Filibuster: The One Remaining Check and Balance in Our Federal System

The Bush administration has defiantly refused to engage in genuine dialogue around judicial nominees or respect the Senate’s constitutional role in the confirmation process. The administration has failed to consult with senators on a bipartisan basis, has taken the unprecedented step of renominating judges who were rejected by the Judiciary Committee after extensive hearings, and has instructed judicial nominees not to be forthcoming with senators.

At the same time, Senate Judiciary Committee Chairman Orrin Hatch has abandoned committee rules, longstanding bipartisan agreements, and his own professed principles in order to try to push through nominees with as little scrutiny as possible. For example, the recent single hearing for three controversial appeals court nominees was unprecedented and unfair and prevented the kind of scrutiny that is required for senators to fulfill their constitutional advise and consent obligations regarding nominees for these powerful lifetime positions. In contrast with his current behavior, Sen. Hatch told a Federalist Society audience in 1997, “I believe the Senate can and should do what it can to ascertain the jurisprudential views a nominee will bring to the bench in order to prevent the confirmation of those who are likely to be judicial activists.” He said that when dealing with nominees with “limited paper trails,” the Senate should be “more diligent and extensive in its questioning of nominees’ jurisprudential views.” The current actions of Sen. Hatch and the administration, however, threaten to make this virtually impossible.

In this context, the filibuster is the only tool that Senate Democrats have at their disposal to try to force the administration and the Republican Senate majority to engage in bipartisan consultation, compromise, and cooperation on judicial nominations. Their only other option would be to stand aside while the administration abuses its power in order to fill the federal courts with judges who are eager to reverse decades of legal precedent and social justice progress on civil rights, privacy and reproductive choice, religious liberty, environmental protection, worker and consumer safety and health and more. That would be a devastating dereliction of senators’ duty to their constituents and to the American people and an abdication of their constitutional advise and consent responsibility. As the Berkshire Eagle (MA) has written, “Of course, Senate Democrats should not lower themselves entirely to Republican standards in vetting judicial nominees.

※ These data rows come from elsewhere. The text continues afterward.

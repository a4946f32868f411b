//! Input parameters, their load-time validation and the derived characteristic scales.

use std::str::FromStr;

use hhcf_core::errors::{ErrorInfo, HhcfError};
use serde::{Deserialize, Serialize};
use tracing::debug;

use crate::grid::Dimensionality;
use crate::normalization::FtNormalization;
use crate::serde::{from_json_slice, from_yaml_slice};
use crate::spectrum::SpectrumModel;
use crate::transform::TransformMethod;

/// Lower edge of the frequency window, relative to the curvature frequency.
pub const MIN_FREQUENCY_RATIO: f64 = 1e-13;

/// Upper edge of the frequency window, relative to the curvature frequency.
pub const MAX_FREQUENCY_RATIO: f64 = 10.0;

/// Smallest grid size accepted by the grid builder.
pub const MIN_RESOLUTION: usize = 2;

fn default_ft_normalization() -> String {
    "symmetric".to_string()
}

fn default_spectrum_function() -> String {
    "base_spectrum".to_string()
}

fn default_transform_method() -> String {
    "inverse_fft".to_string()
}

/// Parameters as they appear in a configuration file, before identifiers are resolved.
#[derive(Debug, Clone, Serialize, Deserialize, PartialEq)]
pub struct RawParameters {
    /// Temperature in kelvin.
    pub temperature: f64,
    /// Volumic mass (density) in kg/m³.
    pub volumic_mass: f64,
    /// Surface tension in N/m.
    pub surface_tension: f64,
    /// Bending rigidity in J.
    pub kappa: f64,
    /// Area of the sampled interface patch in m².
    pub area: f64,
    /// Number of samples per grid axis.
    pub resolution: usize,
    /// Whether to evaluate the analytic reference and the accuracy report.
    #[serde(default)]
    pub is_accuracy_test: bool,
    /// Normalization convention tag.
    #[serde(default = "default_ft_normalization")]
    pub ft_normalization: String,
    /// Spectrum model identifier.
    #[serde(default = "default_spectrum_function")]
    pub spectrum_function: String,
    /// Inverse transform identifier.
    #[serde(default = "default_transform_method")]
    pub inverse_fourier_transform_method: String,
}

/// Validated, fully resolved input of a single run.
#[derive(Debug, Clone, Copy, Serialize, PartialEq)]
pub struct PhysicalParameters {
    /// Temperature in kelvin.
    pub temperature: f64,
    /// Volumic mass (density) in kg/m³.
    pub volumic_mass: f64,
    /// Surface tension in N/m.
    pub surface_tension: f64,
    /// Bending rigidity in J.
    pub kappa: f64,
    /// Area of the sampled interface patch in m².
    pub area: f64,
    /// Number of samples per grid axis.
    pub resolution: usize,
    /// Whether to evaluate the analytic reference and the accuracy report.
    pub is_accuracy_test: bool,
    /// Normalization convention.
    pub ft_normalization: FtNormalization,
    /// Spectrum model.
    pub spectrum_function: SpectrumModel,
    /// Inverse transform variant.
    pub inverse_fourier_transform_method: TransformMethod,
}

fn require_positive(name: &str, value: f64) -> Result<(), HhcfError> {
    if value.is_finite() && value > 0.0 {
        Ok(())
    } else {
        Err(HhcfError::invalid_parameter(
            name,
            value,
            format!("{name} must be a finite, strictly positive number"),
        ))
    }
}

impl TryFrom<RawParameters> for PhysicalParameters {
    type Error = HhcfError;

    fn try_from(raw: RawParameters) -> Result<Self, Self::Error> {
        // Identifiers first: an unknown model must be reported before any range check.
        let spectrum_function = SpectrumModel::from_str(&raw.spectrum_function)?;
        let inverse_fourier_transform_method =
            TransformMethod::from_str(&raw.inverse_fourier_transform_method)?;
        let ft_normalization = FtNormalization::from_str(&raw.ft_normalization)?;

        require_positive("temperature", raw.temperature)?;
        require_positive("volumic_mass", raw.volumic_mass)?;
        require_positive("surface_tension", raw.surface_tension)?;
        require_positive("kappa", raw.kappa)?;
        require_positive("area", raw.area)?;
        if raw.resolution < MIN_RESOLUTION {
            return Err(HhcfError::invalid_parameter(
                "resolution",
                raw.resolution,
                format!("resolution must be at least {MIN_RESOLUTION}"),
            ));
        }

        Ok(Self {
            temperature: raw.temperature,
            volumic_mass: raw.volumic_mass,
            surface_tension: raw.surface_tension,
            kappa: raw.kappa,
            area: raw.area,
            resolution: raw.resolution,
            is_accuracy_test: raw.is_accuracy_test,
            ft_normalization,
            spectrum_function,
            inverse_fourier_transform_method,
        })
    }
}

impl PhysicalParameters {
    /// Parses and validates a JSON configuration payload.
    pub fn from_json_slice(data: &[u8]) -> Result<Self, HhcfError> {
        let raw: RawParameters = from_json_slice(data)?;
        Self::try_from(raw)
    }

    /// Parses and validates a YAML configuration payload.
    pub fn from_yaml_slice(data: &[u8]) -> Result<Self, HhcfError> {
        let raw: RawParameters = from_yaml_slice(data)?;
        Self::try_from(raw)
    }

    /// Grid dimensionality implied by the selected transform.
    pub fn dimensionality(&self) -> Dimensionality {
        self.inverse_fourier_transform_method.dimensionality()
    }

    /// Name of the calculation, `<spectrum>_<transform>`, used to key persisted runs.
    pub fn calculation_name(&self) -> String {
        format!(
            "{}_{}",
            self.spectrum_function.identifier(),
            self.inverse_fourier_transform_method.identifier()
        )
    }
}

/// Characteristic wavevectors and distances derived from the physical constants.
#[derive(Debug, Clone, Copy, Serialize, Deserialize, PartialEq)]
pub struct DerivedParameters {
    /// √(volumic_mass / surface_tension).
    pub capillary_frequency: f64,
    /// √(surface_tension / kappa).
    pub curvature_frequency: f64,
    /// Lower edge of the wavevector grid.
    pub min_frequency: f64,
    /// Upper edge of the wavevector grid.
    pub max_frequency: f64,
    /// Lower edge of the distance grid, `1 / max_frequency`.
    pub min_distance: f64,
    /// Upper edge of the distance grid, `1 / min_frequency`.
    pub max_distance: f64,
}

impl DerivedParameters {
    /// Derives the characteristic scales from raw constants.
    ///
    /// `volumic_mass` may be zero (the capillary frequency then vanishes);
    /// `surface_tension` and `kappa` must be strictly positive.
    pub fn from_constants(
        volumic_mass: f64,
        surface_tension: f64,
        kappa: f64,
    ) -> Result<Self, HhcfError> {
        if !(surface_tension.is_finite() && surface_tension > 0.0) {
            return Err(HhcfError::invalid_parameter(
                "surface_tension",
                surface_tension,
                "surface_tension must be strictly positive",
            ));
        }
        if !(kappa.is_finite() && kappa > 0.0) {
            return Err(HhcfError::invalid_parameter(
                "kappa",
                kappa,
                "kappa must be strictly positive",
            ));
        }
        if !(volumic_mass.is_finite() && volumic_mass >= 0.0) {
            return Err(HhcfError::invalid_parameter(
                "volumic_mass",
                volumic_mass,
                "volumic_mass must not be negative",
            ));
        }

        let capillary_frequency = (volumic_mass / surface_tension).sqrt();
        let curvature_frequency = (surface_tension / kappa).sqrt();
        let min_frequency = curvature_frequency * MIN_FREQUENCY_RATIO;
        let max_frequency = curvature_frequency * MAX_FREQUENCY_RATIO;
        let derived = Self {
            capillary_frequency,
            curvature_frequency,
            min_frequency,
            max_frequency,
            min_distance: 1.0 / max_frequency,
            max_distance: 1.0 / min_frequency,
        };
        derived.check_bounds()?;
        Ok(derived)
    }

    fn check_bounds(&self) -> Result<(), HhcfError> {
        let ordered = |lo: f64, hi: f64| lo.is_finite() && hi.is_finite() && 0.0 < lo && lo < hi;
        if ordered(self.min_frequency, self.max_frequency)
            && ordered(self.min_distance, self.max_distance)
        {
            return Ok(());
        }
        Err(HhcfError::Numerical(
            ErrorInfo::new(
                "degenerate-scales",
                "derived frequency or distance window is empty or not finite",
            )
            .with_context("min_frequency", self.min_frequency.to_string())
            .with_context("max_frequency", self.max_frequency.to_string())
            .with_context("min_distance", self.min_distance.to_string())
            .with_context("max_distance", self.max_distance.to_string()),
        ))
    }
}

/// Derives the characteristic scales of a validated parameter set.
pub fn derive_parameters(params: &PhysicalParameters) -> Result<DerivedParameters, HhcfError> {
    let derived =
        DerivedParameters::from_constants(params.volumic_mass, params.surface_tension, params.kappa)?;
    debug!(
        capillary_frequency = derived.capillary_frequency,
        curvature_frequency = derived.curvature_frequency,
        "derived characteristic scales"
    );
    Ok(derived)
}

But they should not be bullied into approving unqualified nominees and they shouldn’t hesitate to filibuster poor nominations if necessary.” (February 1, 2003 editorial)

This kind of situation is precisely why our constitutional framework was designed as a system of checks and balances. In 1994, when Democrats were in the Senate majority, Sen. Hatch called the filibuster “one of the few tools that the minority has to protect itself and those the minority represents.” Because the right wing of the Republican Party controls the Senate, the House of Representatives, and the White House, the filibuster is the only check and balance left in the federal system. It is particularly essential – and appropriate – to wield it to protect Americans’ constitutional rights, liberties, and legal protections.

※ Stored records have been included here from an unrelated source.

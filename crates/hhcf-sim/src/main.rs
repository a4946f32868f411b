use std::error::Error;

use clap::{Parser, Subcommand};
use commands::{
    derive::{self, DeriveArgs},
    run::{self, RunArgs},
    version::{self, VersionArgs},
};
use logging::{init_logging, LogFormat, LogLevel};

mod commands;
mod logging;

#[derive(Parser, Debug)]
#[command(
    name = "hhcf-sim",
    about = "Height-height correlation functions of fluctuating interfaces"
)]
struct Cli {
    /// Minimum level of emitted log events; RUST_LOG takes precedence.
    #[arg(long, global = true, value_enum, default_value_t = LogLevel::Info)]
    log_level: LogLevel,
    /// Log line layout.
    #[arg(long, global = true, value_enum, default_value_t = LogFormat::Compact)]
    log_format: LogFormat,
    #[command(subcommand)]
    command: Command,
}

#[derive(Subcommand, Debug)]
enum Command {
    /// Compute a correlation function from a parameter file and persist it.
    Run(RunArgs),
    /// Print the characteristic scales derived from a parameter file.
    Derive(DeriveArgs),
    /// Print version information.
    Version(VersionArgs),
}

fn main() -> Result<(), Box<dyn Error>> {
    let cli = Cli::parse();
    init_logging(cli.log_level, cli.log_format);
    match cli.command {
        Command::Run(args) => run::run(&args),
        Command::Derive(args) => derive::run(&args),
        Command::Version(args) => version::run(&args),
    }
}
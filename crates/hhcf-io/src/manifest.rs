use std::collections::BTreeMap;
use std::fs;
use std::path::{Path, PathBuf};

use hhcf_core::errors::{ErrorInfo, HhcfError};
use hhcf_core::provenance::{RunProvenance, SchemaVersion};
use hhcf_spec::{stable_hash_string, to_canonical_json_bytes, PhysicalParameters};
use serde::{Deserialize, Serialize};

use crate::io_error;

/// Index of everything a calculation directory holds, written last.
#[derive(Debug, Clone, PartialEq, Serialize, Deserialize)]
pub struct RunManifest {
    /// Schema of this manifest.
    pub schema: SchemaVersion,
    /// Name of the calculation directory.
    pub calculation: String,
    /// Input hash, model identifiers and tool versions.
    pub provenance: RunProvenance,
    /// Written files keyed by role, relative to the calculation directory.
    pub files: BTreeMap<String, PathBuf>,
}

impl RunManifest {
    /// Starts a manifest for `params` with an empty file index.
    pub fn for_parameters(params: &PhysicalParameters) -> Result<Self, HhcfError> {
        let mut tool_versions = BTreeMap::new();
        tool_versions.insert("hhcf-spec".to_string(), hhcf_spec::VERSION.to_string());
        tool_versions.insert("hhcf-io".to_string(), env!("CARGO_PKG_VERSION").to_string());
        Ok(Self {
            schema: SchemaVersion::default(),
            calculation: params.calculation_name(),
            provenance: RunProvenance {
                input_hash: stable_hash_string(params)?,
                spectrum_function: params.spectrum_function.identifier().to_string(),
                inverse_fourier_transform_method: params
                    .inverse_fourier_transform_method
                    .identifier()
                    .to_string(),
                tool_versions,
            },
            files: BTreeMap::new(),
        })
    }

    /// Writes the manifest as canonical JSON.
    pub fn write(&self, path: &Path) -> Result<(), HhcfError> {
        let bytes = to_canonical_json_bytes(self)?;
        fs::write(path, bytes).map_err(|err| io_error("manifest-write", path, err))
    }

    /// Loads a manifest from disk.
    pub fn load(path: &Path) -> Result<Self, HhcfError> {
        let contents = fs::read(path).map_err(|err| io_error("manifest-read", path, err))?;
        serde_json::from_slice(&contents).map_err(|err| {
            HhcfError::Serde(
                ErrorInfo::new("manifest-parse", err.to_string())
                    .with_context("path", path.display().to_string()),
            )
        })
    }
}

Using the filibuster would hardly be the radical step portrayed by the administration’s allies. Cloture votes are an increasingly common procedure in the Senate as a way to force an effort toward bipartisan cooperation. One scholarly analysis summarized in 1997, “[I]t is now commonly said that sixty votes in the Senate, rather than a simple majority, are necessary to pass legislation and confirm nominations.” According to the Congressional Research Service, cloture was sought on 30 nominations between 1949 and 2000; 13 were cloture votes on judicial nominations between 1968 and 2000, including Supreme Court and lower court nominations. These nominations were opposed on grounds of judicial philosophy as well as inadequate review of nominees’ records.